Onrechtmatige toegang

De onrechtmatige toegang van de chatmedewerker is overigens pas na de klacht van Koumans bij Fier als datalek aangemerkt. Het bleef bij een interne melding, de AP werd na een risicobeoordeling niet geïnformeerd. De betreffende werknemer kreeg een berisping.

Van Nol dient namens Koumans nu ook een klacht bij de AP in omdat de privacyjurist vindt dat Fier op ’initiële punten aan de ernst van de zaak voorbijgaat’. „Over een langere periode hebben talloze medewerkers door het gevoerde autorisatiebeleid toegang gehad tot uiterst gevoelige informatie, die zij voor het uitvoeren van hun werkzaamheden niet nodig hebben”, meent Van Nol. „Daarmee beschadig je iemand die al beschadigd is. Ik mis elke reflectie op die tot dan toe gehanteerde werkwijze, de essentie van de klacht blijft onbegrepen. Temeer omdat niet wordt ingezien dat de monitoring te wensen overliet.”

Tijdens de behandelperiode bij Fier besprak Koumans ’als sporter in nood’ daarnaast met Chat met Fier Sport wat haar in het latin dance was overkomen. Zij vroeg via de chat advies over de te nemen stappen als slachtoffer van seksueel misbruik in de sport. De berispte medewerker werkte voor deze afdeling van de zorgaanbieder.

Lees ook: Aangerand buiten de spotlights.

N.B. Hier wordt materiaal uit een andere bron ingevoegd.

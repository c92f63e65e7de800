//! The uniform result envelope returned to the HTTP layer, and the
//! destination builder for redirect responses.

use crate::message::FlashMessage;
use crate::payload::RecordId;
use crate::props::PageProps;
use crate::service::validate::ValidationResult;
use axum::{
    http::{header, StatusCode},
    response::{IntoResponse, Response},
    Json,
};
use serde::Serialize;

/// Tagged outcome of a dispatched request. Exactly one per request; owns
/// the HTTP-facing response shape.
#[derive(Clone, Debug, Serialize)]
#[serde(untagged)]
pub enum OperationResult {
    Redirect {
        destination: String,
        message: FlashMessage,
    },
    Rendered {
        props: PageProps,
        #[serde(skip_serializing_if = "Option::is_none")]
        message: Option<FlashMessage>,
        #[serde(skip_serializing_if = "Option::is_none")]
        error: Option<String>,
        #[serde(skip_serializing_if = "Option::is_none")]
        validation: Option<ValidationResult>,
    },
    NotFound,
}

impl OperationResult {
    pub fn redirect(destination: String, message: FlashMessage) -> Self {
        OperationResult::Redirect {
            destination,
            message,
        }
    }

    pub fn rendered(props: PageProps) -> Self {
        OperationResult::Rendered {
            props,
            message: None,
            error: None,
            validation: None,
        }
    }

    pub fn rendered_with_message(props: PageProps, message: Option<FlashMessage>) -> Self {
        OperationResult::Rendered {
            props,
            message,
            error: None,
            validation: None,
        }
    }

    /// Validation failure: the echoed submitted values live in the props so
    /// the caller can repopulate the form.
    pub fn validation_failure(props: PageProps, validation: ValidationResult) -> Self {
        OperationResult::Rendered {
            props,
            message: None,
            error: Some(validation.summary()),
            validation: Some(validation),
        }
    }

    pub fn operation_error(props: PageProps, error: String) -> Self {
        OperationResult::Rendered {
            props,
            message: None,
            error: Some(error),
            validation: None,
        }
    }

    pub fn not_found() -> Self {
        OperationResult::NotFound
    }
}

/// Redirect destination: `<base>/<segment>[/<id>]?message=<json>`.
/// The message parameter is decoded on the subsequent GET.
pub fn destination(
    base_path: &str,
    path_segment: &str,
    id: Option<&RecordId>,
    message: &FlashMessage,
) -> String {
    let mut out = format!("{}/{}", base_path, path_segment);
    if let Some(id) = id {
        out.push('/');
        out.push_str(&id.to_string());
    }
    out.push_str("?message=");
    out.push_str(&message.encode());
    out
}

impl IntoResponse for OperationResult {
    fn into_response(self) -> Response {
        match self {
            OperationResult::Redirect { destination, .. } => {
                let location = header::HeaderValue::from_str(&destination)
                    .unwrap_or_else(|_| header::HeaderValue::from_static("/"));
                (StatusCode::SEE_OTHER, [(header::LOCATION, location)]).into_response()
            }
            rendered @ OperationResult::Rendered { .. } => {
                (StatusCode::OK, Json(rendered)).into_response()
            }
            OperationResult::NotFound => StatusCode::NOT_FOUND.into_response(),
        }
    }
}

#[cfg(test)]
mod tests {
    use super::*;
    use crate::message::{FlashMessage, CREATED_MESSAGE};

    #[test]
    fn destination_includes_id_and_message() {
        let msg = FlashMessage::success(CREATED_MESSAGE);
        assert_eq!(
            destination("/admin", "post", Some(&RecordId::Int(5)), &msg),
            r#"/admin/post/5?message={"type":"success","content":"Created successfully"}"#
        );
        assert_eq!(
            destination("/admin", "post", None, &msg),
            r#"/admin/post?message={"type":"success","content":"Created successfully"}"#
        );
    }
}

Seksuele intimidatie in de wereld van de Latin Dance

Chat met Fier Sport is een samenwerkingsverband tussen Fier en sportkoepel NOC NSF. Ook het Centrum Veilige Sport Nederland, het meldpunt van NOC NSF over misstanden in de sport, promoot de chatfunctie die sinds april 2019 bestaat. „Dat gezamenlijke optrekken maakt het lastig om als slachtoffer van seksueel misbruik bij die andere instanties aan te kloppen’’, benadrukt Koumans. „Het voedt de twijfel, je vraagt jezelf of wat je deelt in veilige handen is. Daarom zou ik zo graag zien dat er een onafhankelijk en overkoepelend meldpunt komt. Om zo zuiverheid te creëren.”

Aan Fier is een vragenlijst voorgelegd. Van een inhoudelijke beantwoording werd afgezien. ,,Met het oog op ons beroepsgeheim kunnen we niet ingaan op individuele cliënten en casuïstiek. Op het moment dat een klacht gegrond wordt verklaard, nemen wij gepaste maatregelen om herhaling te voorkomen.’’

Pointer Radio, het onderzoeksprogramma van KRO-NCRV op NPO Radio 1, wijdt zondag 12 september (19.45-20 uur) in de rubriek ’ReportersNL’ aandacht aan het ’dossier dansmisbruik’ en het datalek.